REQUIREMENT: Going through the entries below, count each line containing the word "underrun". Report the number only.

:: GIVEN ENTRIES

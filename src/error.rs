//! Error types for pcm-stream.
//!
//! Errors are split into two layers:
//! - [`DeviceError`]: a failed device-collaborator call. The transfer loop
//!   sees transient conditions (would-block, xrun, suspend) as
//!   [`IoOutcome`](crate::IoOutcome) values, so a `DeviceError` is always
//!   the "any other negative result" case - fatal by the time it surfaces.
//! - [`StreamError`]: fatal session errors. All of these funnel through a
//!   single cleanup-and-exit path in the binary.

use std::path::PathBuf;

/// A failed call into the device collaborator.
///
/// Carries the primitive that failed so the fatal log line can name it the
/// way the classic tools did (`write error: ...`).
#[derive(Debug, thiserror::Error)]
#[error("{op} error: {message}")]
pub struct DeviceError {
    /// Name of the device primitive that failed.
    pub op: &'static str,
    /// Backend-provided failure description.
    pub message: String,
}

impl DeviceError {
    /// Creates a device error for the given primitive.
    pub fn new(op: &'static str, message: impl Into<String>) -> Self {
        Self {
            op,
            message: message.into(),
        }
    }
}

/// Fatal errors that terminate a stream session.
#[derive(Debug, thiserror::Error)]
pub enum StreamError {
    /// Bad parameters, or the device cannot satisfy the requested
    /// configuration.
    #[error("configuration error: {reason}")]
    Config {
        /// What was wrong with the configuration.
        reason: String,
    },

    /// A file-side read/write/open failure, reported with the offending
    /// path.
    #[error("{path}: {source}")]
    File {
        /// Path of the file that failed.
        path: PathBuf,
        /// The underlying I/O error.
        #[source]
        source: std::io::Error,
    },

    /// An unrecoverable device failure.
    #[error(transparent)]
    Device(#[from] DeviceError),

    /// The device was left in a state no recovery path handles.
    #[error("read/write error, state = {state}")]
    BadState {
        /// Name of the offending device state.
        state: &'static str,
    },

    /// A transient fault escalated because fatal-errors mode is set.
    #[error("fatal {fault}")]
    FatalFault {
        /// The fault that was escalated (`underrun` or `overrun`).
        fault: &'static str,
    },

    /// A capture-file name pattern expanded to nothing usable.
    #[error("file name pattern '{pattern}' produced no output")]
    Pattern {
        /// The offending pattern.
        pattern: String,
    },
}

impl StreamError {
    /// Creates a configuration error with the given reason.
    pub fn config(reason: impl Into<String>) -> Self {
        Self::Config {
            reason: reason.into(),
        }
    }

    /// Creates a file error for the given path.
    pub fn file(path: impl Into<PathBuf>, source: std::io::Error) -> Self {
        Self::File {
            path: path.into(),
            source,
        }
    }
}
/// Runs the requested transfer. `Ok(true)` is a clean finish, `Ok(false)`
/// an abort; both release the device, restore the terminal and remove the
/// pid file on the way out.
fn run(cli: &Cli) -> Result<bool, StreamError> {
    let direction = if cli.capture {
        Direction::Capture
    } else {
        Direction::Playback
    };

    let request = build_request(cli, direction)?;
    let limit = build_limit(cli);

    if direction == Direction::Capture
        && cli.format.is_none()
        && io::stdin().is_terminal()
        && request.format.significant_bits <= 8
    {
        eprintln!(
            "Warning: Some sources (like microphones) may produce inaudible results\n\
             \u{20}        with 8-bit sampling. Use '-f' to increase resolution e.g. '-f S16_LE'."
        );
    }

    let (device, config) = AlsaDevice::open(&cli.device, direction, &request)?;

    let _pid_guard = cli
        .process_id_file
        .as_deref()
        .map(PidFile::write)
        .transpose()?;

    let opts = SessionOptions {
        verbose: cli.verbose,
        quiet: cli.quiet,
        fatal_errors: cli.fatal_errors,
        busy_poll: cli.test_nowait,
    };
    let mut session = StreamSession::new(device, config, opts)?;

    if let Some(mode) = meter_mode(cli, &session) {
        let style = if cli.verbose >= 3 {
            MeterStyle::Diagnostic
        } else {
            MeterStyle::Bar
        };
        let format = session.config().format;
        session = session.with_meter(PeakMeter::new(format, mode, style));
    }
    if cli.test_position {
        let buffer_frames = session.config().buffer_frames;
        session = session.with_monitor(PositionMonitor::new(
            cli.test_coef,
            buffer_frames,
            direction,
            cli.verbose > 0,
        ));
    }

    let quiet = cli.quiet;
    session = session.with_events(event_callback(move |event| {
        if quiet {
            return;
        }
        match event {
            StreamEvent::XrunRecovered { elapsed, fault } => {
                let ms = elapsed.map(|d| d.as_secs_f64() * 1000.0).unwrap_or(0.0);
                eprintln!("{fault}!!! (at least {ms:.3} ms long)");
            }
            StreamEvent::SuspendRecovered { reprimed } => {
                if reprimed {
                    eprintln!("Suspended. Resume failed, stream restarted.");
                } else {
                    eprintln!("Suspended. Trying resume. Done.");
                }
            }
            StreamEvent::CaptureRebound => {
                eprintln!("capture stream format change? attempting recover...");
            }
            StreamEvent::FileRotated { path, .. } => {
                eprintln!("Recording continues in '{}'", path.display());
            }
            StreamEvent::SuspiciousPosition { total, avail, delay } => {
                eprintln!("Suspicious buffer position ({total} total): avail = {avail}, delay = {delay}");
            }
            StreamEvent::Paused | StreamEvent::Resumed => {}
        }
    }));

    // terminal raw mode + signal wiring
    let flags = session.flags();
    register_signals(&flags)?;
    let term_guard = if cli.interactive && io::stdin().is_terminal() {
        let guard = term::RawStdin::enter()?;
        session = session.with_control(InteractiveControl::new(Box::new(term::TermKeys)));
        Some(guard)
    } else {
        None
    };

    let result = dispatch(cli, &mut session, limit, direction);
    drop(term_guard);
    if session.flags().is_aborted() && cli.verbose >= 2 {
        eprintln!();
    }
    result?;

    Ok(!session.flags().is_aborted())
}
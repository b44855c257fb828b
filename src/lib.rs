//! # pcm-stream
//!
//! Streaming transfer engine for headerless raw PCM audio.
//!
//! `pcm-stream` moves audio between byte streams (files, pipes) and a
//! hardware-like PCM device in both directions: playback (process → device)
//! and capture (device → process). The engine is built around a chunked,
//! single-threaded transfer loop that survives the faults real devices
//! produce at runtime: buffer underrun/overrun, device suspend, partial
//! transfers and would-block conditions.
//!
//! ## Quick start
//!
//! ```rust,ignore
//! use pcm_stream::{MockDevice, SessionOptions, StreamConfig, StreamSession, TransferLimit};
//!
//! let config = StreamConfig::default();
//! let device = MockDevice::new(&config);
//! let mut session = StreamSession::new(device, config, SessionOptions::default())?;
//!
//! let mut input = std::fs::File::open("tone.raw")?;
//! let written = pcm_stream::pipeline::playback(
//!     &mut session,
//!     &mut input,
//!     "tone.raw",
//!     TransferLimit::Unlimited,
//! )?;
//! ```
//!
//! ## Architecture
//!
//! The device itself is an external collaborator behind the [`PcmDevice`]
//! trait; the engine only consumes the negotiated result of parameter setup
//! (chunk size, buffer size, thresholds, access mode). Everything the engine
//! owns - the reusable transfer buffer, the abort/rotation flags, the VU
//! meter, the position monitor - lives in one explicit [`StreamSession`]
//! object threaded through the components. Concurrency is cooperative:
//! asynchronous triggers (abort, capture-file rotation) are atomic flags set
//! by an external delivery layer and polled at loop checkpoints, never acted
//! on asynchronously.

#![warn(missing_docs)]
// Audio code requires intentional numeric casts between sample widths
#![allow(
    clippy::cast_precision_loss,
    clippy::cast_possible_truncation,
    clippy::cast_sign_loss,
    clippy::cast_possible_wrap,
    clippy::cast_lossless
)]
// unwrap/expect allowed in tests only
#![allow(clippy::unwrap_used)]
#![allow(clippy::missing_panics_doc, clippy::missing_errors_doc)]

mod buffer;
mod config;
mod control;
pub mod device;
mod error;
mod event;
mod format;
mod meter;
mod monitor;
pub mod pipeline;
mod recovery;
mod rotate;
mod session;
mod transfer;

pub use buffer::TransferBuffer;
pub use config::{
    AccessMode, Direction, FormatPreset, StreamConfig, TransferLimit, TransferMethod,
};
pub use control::{InteractiveControl, KeySource, ScriptedKeys};
pub use device::{DeviceError, DeviceStatus, IoOutcome, PcmDevice, PcmState, ResumeOutcome};
pub use device::mock::MockDevice;
pub use error::StreamError;
pub use event::{event_callback, EventCallback, StreamEvent};
pub use format::SampleFormat;
pub use meter::{MeterMode, MeterStyle, PeakMeter};
pub use monitor::PositionMonitor;
pub use rotate::{CaptureFileSeries, NamePolicy};
pub use session::{SessionFlags, SessionOptions, SessionStats, StreamSession};

#[cfg(feature = "alsa-backend")]
pub use device::alsa::AlsaDevice;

::::

OUTPUT BELOW: 2